Nova Entertainment’s news man Glenn Daniel, who has been news editor at several Sydney commercial stations in his career, told radioinfo:
“It’s always disappointing to see jobs go in radio, particularly in news. Journalism is vital to democracy. These are extraordinary times and the economic downturn has already had a major impact on revenue, jobs and programs in commercial media. In a recession, the ABC is not exempt.
“I do question the need to axe the 7:45am radio news which began in 1939. The newsroom is working and there are ample staff and resources to continue the longer bulletin. It could be easily maintained.”
ABCFriends shares the concern of many regional and rural listeners who will lose their 7.45 am news service… not to mention the traditional ABC news fanfare which introduces this service.It is all very well for ABC Management to point to a 20%.reduction in listeners but this is more likely in capital cities where there is more choice.Regional and rural people rely on this news service and ABCFriends will support all efforts to have this city based decision reversed.

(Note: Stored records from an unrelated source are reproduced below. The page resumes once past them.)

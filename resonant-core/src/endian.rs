// Resonant
// Copyright (c) 2024 The Project Resonant Developers.
//
// This Source Code Form is subject to the terms of the Mozilla Public
// License, v. 2.0. If a copy of the MPL was not distributed with this
// file, You can obtain one at https://mozilla.org/MPL/2.0/.

//! The `endian` module implements the big-endian wire format.
//!
//! A [`WireSample`] holds the bit pattern of a sample stored in big-endian byte order regardless
//! of the host's byte order. It is the only sample representation that may be persisted or
//! transmitted. A wire sample is opaque: it may only be compared for bit equality, or converted to
//! and from a sample or raw bytes.

use core::fmt;
use core::hash::Hash;
use core::marker::PhantomData;

use crate::batch::Batch;
use crate::sample::{u24, ByteAligned, Sample};

/// Full byte order reversal.
pub trait ByteSwap: Sized {
    /// Reverse the order of the bytes.
    fn reverse_bytes(self) -> Self;
}

impl ByteSwap for u16 {
    #[inline(always)]
    fn reverse_bytes(self) -> Self {
        self.swap_bytes()
    }
}

impl ByteSwap for u32 {
    #[inline(always)]
    fn reverse_bytes(self) -> Self {
        self.swap_bytes()
    }
}

/// An unsigned word that stores a sample's bit pattern, in either host or wire byte order.
pub trait WireWord:
    ByteSwap + Copy + Default + PartialEq + Eq + Hash + fmt::Debug + Send + Sync + 'static
{
    /// True if the word's in-memory byte order differs from big-endian, so that converting between
    /// host and wire order requires a byte reversal.
    const SWAP: bool;

    /// The in-memory byte representation of the word.
    type Bytes: ByteAligned;

    /// Convert a word from host order to wire order.
    #[inline(always)]
    fn host_to_wire(self) -> Self {
        if Self::SWAP {
            self.reverse_bytes()
        }
        else {
            self
        }
    }

    /// Convert a word from wire order to host order.
    #[inline(always)]
    fn wire_to_host(self) -> Self {
        // Byte reversal is an involution.
        self.host_to_wire()
    }

    /// Zero-extend the word into a 32-bit lane.
    fn to_lane(self) -> u32;

    /// Truncate a 32-bit lane to a word.
    fn from_lane(lane: u32) -> Self;

    /// Lane-wise [`ByteSwap::reverse_bytes`] of zero-extended words.
    fn reverse_lanes(words: Batch<u32>) -> Batch<u32>;

    /// Lane-wise [`WireWord::host_to_wire`].
    #[inline(always)]
    fn host_to_wire_lanes(words: Batch<u32>) -> Batch<u32> {
        if Self::SWAP {
            Self::reverse_lanes(words)
        }
        else {
            words
        }
    }

    /// Lane-wise [`WireWord::wire_to_host`].
    #[inline(always)]
    fn wire_to_host_lanes(words: Batch<u32>) -> Batch<u32> {
        Self::host_to_wire_lanes(words)
    }

    /// The in-memory bytes of the word.
    fn to_mem_bytes(self) -> Self::Bytes;

    /// Read a word from its in-memory bytes.
    fn from_mem_bytes(bytes: Self::Bytes) -> Self;
}

impl WireWord for u16 {
    const SWAP: bool = cfg!(target_endian = "little");

    type Bytes = [u8; 2];

    #[inline(always)]
    fn to_lane(self) -> u32 {
        u32::from(self)
    }

    #[inline(always)]
    fn from_lane(lane: u32) -> Self {
        lane as u16
    }

    #[inline(always)]
    fn reverse_lanes(words: Batch<u32>) -> Batch<u32> {
        ((words & Batch::splat(0xff)) << 8) | ((words >> 8) & Batch::splat(0xff))
    }

    #[inline(always)]
    fn to_mem_bytes(self) -> [u8; 2] {
        self.to_ne_bytes()
    }

    #[inline(always)]
    fn from_mem_bytes(bytes: [u8; 2]) -> Self {
        u16::from_ne_bytes(bytes)
    }
}

// A u24 is stored in little-endian order on every host, so it is always reversed to reach the
// big-endian wire order.
impl WireWord for u24 {
    const SWAP: bool = true;

    type Bytes = [u8; 3];

    #[inline(always)]
    fn to_lane(self) -> u32 {
        self.inner()
    }

    #[inline(always)]
    fn from_lane(lane: u32) -> Self {
        u24::from_u32(lane)
    }

    #[inline(always)]
    fn reverse_lanes(words: Batch<u32>) -> Batch<u32> {
        ((words & Batch::splat(0xff_0000)) >> 16)
            | (words & Batch::splat(0xff00))
            | ((words & Batch::splat(0xff)) << 16)
    }

    #[inline(always)]
    fn to_mem_bytes(self) -> [u8; 3] {
        self.0
    }

    #[inline(always)]
    fn from_mem_bytes(bytes: [u8; 3]) -> Self {
        u24(bytes)
    }
}

impl WireWord for u32 {
    const SWAP: bool = cfg!(target_endian = "little");

    type Bytes = [u8; 4];

    #[inline(always)]
    fn to_lane(self) -> u32 {
        self
    }

    #[inline(always)]
    fn from_lane(lane: u32) -> Self {
        lane
    }

    #[inline(always)]
    fn reverse_lanes(words: Batch<u32>) -> Batch<u32> {
        (words << 24)
            | ((words & Batch::splat(0xff00)) << 8)
            | ((words >> 8) & Batch::splat(0xff00))
            | (words >> 24)
    }

    #[inline(always)]
    fn to_mem_bytes(self) -> [u8; 4] {
        self.to_ne_bytes()
    }

    #[inline(always)]
    fn from_mem_bytes(bytes: [u8; 4]) -> Self {
        u32::from_ne_bytes(bytes)
    }
}

/// Convert a host order word to wire order.
#[inline(always)]
pub fn host_to_wire<W: WireWord>(word: W) -> W {
    word.host_to_wire()
}

/// Convert a wire order word to host order.
#[inline(always)]
pub fn wire_to_host<W: WireWord>(word: W) -> W {
    word.wire_to_host()
}

/// The big-endian wire representation of a sample of type `S`.
///
/// A wire sample has the same width as its sample, and the same in-memory layout on every host.
#[repr(transparent)]
pub struct WireSample<S: Sample> {
    word: S::Word,
    sample: PhantomData<S>,
}

impl<S: Sample> WireSample<S> {
    /// Create a wire sample from a word that is already in wire order.
    #[inline(always)]
    pub fn from_bits(word: S::Word) -> Self {
        WireSample { word, sample: PhantomData }
    }

    /// Get the word of the wire sample in wire order.
    #[inline(always)]
    pub fn to_bits(self) -> S::Word {
        self.word
    }

    /// Get the in-memory bytes of the wire sample. The bytes are in big-endian order.
    #[inline(always)]
    pub fn to_bytes(self) -> <S::Word as WireWord>::Bytes {
        self.word.to_mem_bytes()
    }

    /// Create a wire sample from big-endian bytes.
    #[inline(always)]
    pub fn from_bytes(bytes: <S::Word as WireWord>::Bytes) -> Self {
        WireSample::from_bits(S::Word::from_mem_bytes(bytes))
    }
}

// Manual implementations avoid placing bounds on `S` beyond `Sample`.

impl<S: Sample> Clone for WireSample<S> {
    fn clone(&self) -> Self {
        *self
    }
}

impl<S: Sample> Copy for WireSample<S> {}

impl<S: Sample> Default for WireSample<S> {
    fn default() -> Self {
        WireSample::from_bits(S::Word::default())
    }
}

impl<S: Sample> PartialEq for WireSample<S> {
    fn eq(&self, other: &Self) -> bool {
        self.word == other.word
    }
}

impl<S: Sample> Eq for WireSample<S> {}

impl<S: Sample> Hash for WireSample<S> {
    fn hash<H: core::hash::Hasher>(&self, state: &mut H) {
        self.word.hash(state);
    }
}

impl<S: Sample> fmt::Debug for WireSample<S> {
    fn fmt(&self, f: &mut fmt::Formatter<'_>) -> fmt::Result {
        write!(f, "WireSample<{}>({:?})", S::KIND, self.word)
    }
}

/// Convert a sample to its wire representation.
#[inline(always)]
pub fn sample_to_wire<S: Sample>(sample: S) -> WireSample<S> {
    WireSample::from_bits(host_to_wire(sample.to_word()))
}

/// Convert a wire sample to a sample.
#[inline(always)]
pub fn wire_to_sample<S: Sample>(wire: WireSample<S>) -> S {
    S::from_word(wire_to_host(wire.to_bits()))
}

/// Lane-wise [`sample_to_wire`]. Produces zero-extended wire words.
#[inline(always)]
pub fn sample_to_wire_batch<S: Sample>(lanes: Batch<S::Lane>) -> Batch<u32> {
    S::Word::host_to_wire_lanes(S::lanes_to_words(lanes))
}

/// Lane-wise [`wire_to_sample`] of zero-extended wire words.
///
/// A word narrower than 32 bits loses its sign when carried in a 32-bit lane, so after the byte
/// reversal the lane is re-sign-extended from the top bit of the word.
#[inline(always)]
pub fn wire_to_sample_batch<S: Sample>(words: Batch<u32>) -> Batch<S::Lane> {
    S::lanes_from_words(S::Word::wire_to_host_lanes(words))
}
// Resonant
// Copyright (c) 2024 The Project Resonant Developers.
//
// This Source Code Form is subject to the terms of the Mozilla Public
// License, v. 2.0. If a copy of the MPL was not distributed with this
// file, You can obtain one at https://mozilla.org/MPL/2.0/.

//! The `round` module provides the rounding primitives used by the conversion rules.
//!
//! Integer narrowing rounds with [`round_half_away_from_zero`] before shifting. Floating point to
//! integer conversion rounds to the nearest integer with one of two interchangeable strategies:
//!
//! * [`round_f32_to_i32`] uses the native round-to-nearest-even instruction.
//! * [`round_f32_to_i32_magic`] adds a magic constant in double precision so that the integer part
//!   lands in the low mantissa bits, then extracts those bits.
//!
//! The two agree on every input except exact ties, which the scaled and dithered inputs of the
//! conversion rules do not produce in practice.

use crate::batch::Batch;
use crate::util::bits::sign_mask_i32;

/// 2^52 + 2^51. Adding this to a double whose magnitude is below 2^51 aligns the units digit with
/// the least significant mantissa bit.
pub const MAGIC: f64 = 6_755_399_441_055_744.0;

/// Bias added before the magic constant to counter double rounding at exact halves.
pub const MAGIC_DELTA: f64 = 1.5e-8;

/// Add a rounding constant to `value` such that a subsequent arithmetic right shift rounds to
/// nearest, with ties rounded away from zero.
///
/// An arithmetic right shift of a negative value replicates the sign bit, so `value >> 31` is `-1`
/// for negative values and `0` otherwise. Adding it to the rounding constant lowers the bias for
/// negative values by one, which turns round-half-up into round-half-away-from-zero.
#[inline(always)]
pub fn round_half_away_from_zero(value: i32, rounding: i32) -> i32 {
    value.wrapping_add(rounding.wrapping_add(sign_mask_i32(value)))
}

/// Lane-wise [`round_half_away_from_zero`].
#[inline(always)]
pub fn round_half_away_from_zero_batch(value: Batch<i32>, rounding: i32) -> Batch<i32> {
    value + (Batch::splat(rounding) + (value >> 31))
}

/// Round to the nearest integer, with ties rounded to even, using the native rounding instruction.
///
/// Out-of-range inputs saturate to `i32::MIN` or `i32::MAX`, and NaN converts to 0.
#[inline(always)]
pub fn round_f32_to_i32(x: f32) -> i32 {
    x.round_ties_even() as i32
}

/// Round to the nearest integer using the double precision magic number method.
///
/// The result for inputs whose magnitude reaches 2^31 wraps.
#[inline(always)]
pub fn round_f32_to_i32_magic(x: f32) -> i32 {
    ((f64::from(x) + MAGIC_DELTA) + MAGIC).to_bits() as u32 as i32
}

/// Round to the nearest integer using the fastest method available on the target.
///
/// x86 with SSE, x86-64, and AArch64 have a native round-to-nearest-even conversion, so this is
/// [`round_f32_to_i32`]. Other targets use [`round_f32_to_i32_magic`].
#[inline(always)]
pub fn round_f32_to_i32_fast(x: f32) -> i32 {
    #[cfg(any(
        target_arch = "x86_64",
        all(target_arch = "x86", target_feature = "sse"),
        target_arch = "aarch64"
    ))]
    {
        round_f32_to_i32(x)
    }

    #[cfg(not(any(
        target_arch = "x86_64",
        all(target_arch = "x86", target_feature = "sse"),
        target_arch = "aarch64"
    )))]
    {
        round_f32_to_i32_magic(x)
    }
}

/// Lane-wise [`round_f32_to_i32`].
#[inline(always)]
pub fn round_f32_to_i32_batch(x: Batch<f32>) -> Batch<i32> {
    x.round_ties_even_to_i32()
}

/// Lane-wise [`round_f32_to_i32_fast`].
#[inline(always)]
pub fn round_f32_to_i32_fast_batch(x: Batch<f32>) -> Batch<i32> {
    #[cfg(any(
        target_arch = "x86_64",
        all(target_arch = "x86", target_feature = "sse"),
        target_arch = "aarch64"
    ))]
    {
        x.round_ties_even_to_i32()
    }

    // The magic number method needs double precision, which has no lane-parallel form here.
    #[cfg(not(any(
        target_arch = "x86_64",
        all(target_arch = "x86", target_feature = "sse"),
        target_arch = "aarch64"
    )))]
    {
        x.map(round_f32_to_i32_magic)
    }
}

CEO of the international body Public Media Alliance, Sally- Ann Wilson, has told radioinfo:
The ABC, including ABC Radio, is recognised worldwide for its incredible response to both the bushfires of 2019 and then shortly after to the COVID-19 pandemic. Australians also appreciate that incredible achievement. But the reality is that ABC has to cut AUS$84 million over the next three years. It’s hard for any organisation to make cuts when there is literally no more fat to cut.
The 7.45 bulletin is iconic but all change is difficult and these cuts will impact all areas of what the ABC does. I have no doubt that they are all being made in a considered way and with a heavy heart.
For PMA this is not a new story, we witness cuts to funding as part of more general pressures on public media globally, but it seems especially hard when the ABC teams have achieved so much in recent months. The truth of the story is that public media is an essential part of any democratic society but to be effective it needs strong and secure funding and support from both the public and politicians.
ABC insiders tell us that ABC Radio’s talkback lines, text and social media messaging services have gone into meltdown on most stations since the news of the 0745 bulletin cut was announced yesterday.